**Directions for this task**:
Pull every line containing "await" from the data.

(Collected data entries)
┌────────
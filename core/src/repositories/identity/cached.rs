//! Identity manager decorator keeping an injected cache in step with its inner manager.

use async_trait::async_trait;
use std::sync::Arc;
use tracing::{debug, warn};

use super::r#trait::{IdentityCache, IdentityManager};
use crate::domain::entities::identity::Identity;
use crate::domain::entities::token::OwnerRef;
use crate::errors::{DomainError, DomainResult, OAuth2Error};

/// Mirrors active identities of an inner identity manager into a cache
///
/// Owner status is always confirmed with the inner manager; a cached entry
/// never answers a lookup on its own. Active identities are written to the
/// cache when they differ from the cached copy, and the entry is dropped as
/// soon as the inner manager reports the owner missing, inactive or
/// unauthorized. Cache failures never fail a lookup.
pub struct CachedIdentityManager {
    inner: Arc<dyn IdentityManager>,
    cache: Arc<dyn IdentityCache>,
}

impl CachedIdentityManager {
    pub fn new(inner: Arc<dyn IdentityManager>, cache: Arc<dyn IdentityCache>) -> Self {
        Self { inner, cache }
    }

    async fn cached(&self, owner: &OwnerRef) -> Option<Identity> {
        match self.cache.get(owner).await {
            Ok(identity) => identity,
            Err(e) => {
                warn!(owner = %owner, error = %e, "Identity cache read failed");
                None
            }
        }
    }

    async fn drop_entry(&self, owner: &OwnerRef) {
        debug!(owner = %owner, "Owner no longer valid, dropping cached identity");
        if let Err(e) = self.cache.invalidate(owner).await {
            warn!(owner = %owner, error = %e, "Identity cache invalidation failed");
        }
    }
}

#[async_trait]
impl IdentityManager for CachedIdentityManager {
    async fn get_resource_owner_identity(
        &self,
        owner_id: &str,
        realm: &str,
    ) -> DomainResult<Option<Identity>> {
        let owner = OwnerRef::new(owner_id, realm);
        let cached = self.cached(&owner).await;

        let resolved = self.inner.get_resource_owner_identity(owner_id, realm).await;

        match &resolved {
            Ok(Some(identity)) if identity.active => {
                if cached.as_ref() != Some(identity) {
                    if let Err(e) = self.cache.put(identity).await {
                        warn!(owner = %owner, error = %e, "Identity cache write failed");
                    }
                }
            }
            Ok(_) | Err(DomainError::OAuth2(OAuth2Error::UnauthorizedClient { .. })) => {
                if cached.is_some() {
                    self.drop_entry(&owner).await;
                }
            }
            Err(_) => {}
        }

        resolved
    }
}
//! Bounded in-process identity cache.

use async_trait::async_trait;
use std::collections::HashMap;
use std::time::Duration;
use tokio::sync::Mutex;
use tokio::time::Instant;

use super::r#trait::IdentityCache;
use crate::domain::entities::identity::Identity;
use crate::domain::entities::token::OwnerRef;
use crate::errors::DomainResult;

struct CacheEntry {
    identity: Identity,
    expires_at: Instant,
}

/// Identity cache holding at most `capacity` entries for `ttl` each
///
/// Expiry is checked on read. When full, expired entries are purged first
/// and then the entry closest to expiry is evicted.
pub struct TtlCache {
    entries: Mutex<HashMap<OwnerRef, CacheEntry>>,
    ttl: Duration,
    capacity: usize,
}

impl TtlCache {
    pub fn new(ttl: Duration, capacity: usize) -> Self {
        Self {
            entries: Mutex::new(HashMap::new()),
            ttl,
            capacity: capacity.max(1),
        }
    }

    pub async fn len(&self) -> usize {
        self.entries.lock().await.len()
    }

    pub async fn is_empty(&self) -> bool {
        self.entries.lock().await.is_empty()
    }
}

#[async_trait]
impl IdentityCache for TtlCache {
    async fn get(&self, owner: &OwnerRef) -> DomainResult<Option<Identity>> {
        let mut entries = self.entries.lock().await;
        match entries.get(owner) {
            Some(entry) if entry.expires_at > Instant::now() => Ok(Some(entry.identity.clone())),
            Some(_) => {
                entries.remove(owner);
                Ok(None)
            }
            None => Ok(None),
        }
    }

    async fn put(&self, identity: &Identity) -> DomainResult<()> {
        let now = Instant::now();
        let owner = identity.owner_ref();
        let mut entries = self.entries.lock().await;

        if !entries.contains_key(&owner) && entries.len() >= self.capacity {
            entries.retain(|_, entry| entry.expires_at > now);
            if entries.len() >= self.capacity {
                let soonest = entries
                    .iter()
                    .min_by_key(|(_, entry)| entry.expires_at)
                    .map(|(key, _)| key.clone());
                if let Some(key) = soonest {
                    entries.remove(&key);
                }
            }
        }

        entries.insert(
            owner,
            CacheEntry {
                identity: identity.clone(),
                expires_at: now + self.ttl,
            },
        );
        Ok(())
    }

    async fn invalidate(&self, owner: &OwnerRef) -> DomainResult<()> {
        self.entries.lock().await.remove(owner);
        Ok(())
    }
}
mod registry_tests;
mod scheduler_tests;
└────────
**Solved exercise**:
        match self.cache.get(owner).await {
        if let Err(e) = self.cache.invalidate(owner).await {
        let cached = self.cached(&owner).await;
        let resolved = self.inner.get_resource_owner_identity(owner_id, realm).await;
                    if let Err(e) = self.cache.put(identity).await {
                    self.drop_entry(&owner).await;
        self.entries.lock().await.len()
        self.entries.lock().await.is_empty()
        let mut entries = self.entries.lock().await;
        let mut entries = self.entries.lock().await;
        self.entries.lock().await.remove(owner);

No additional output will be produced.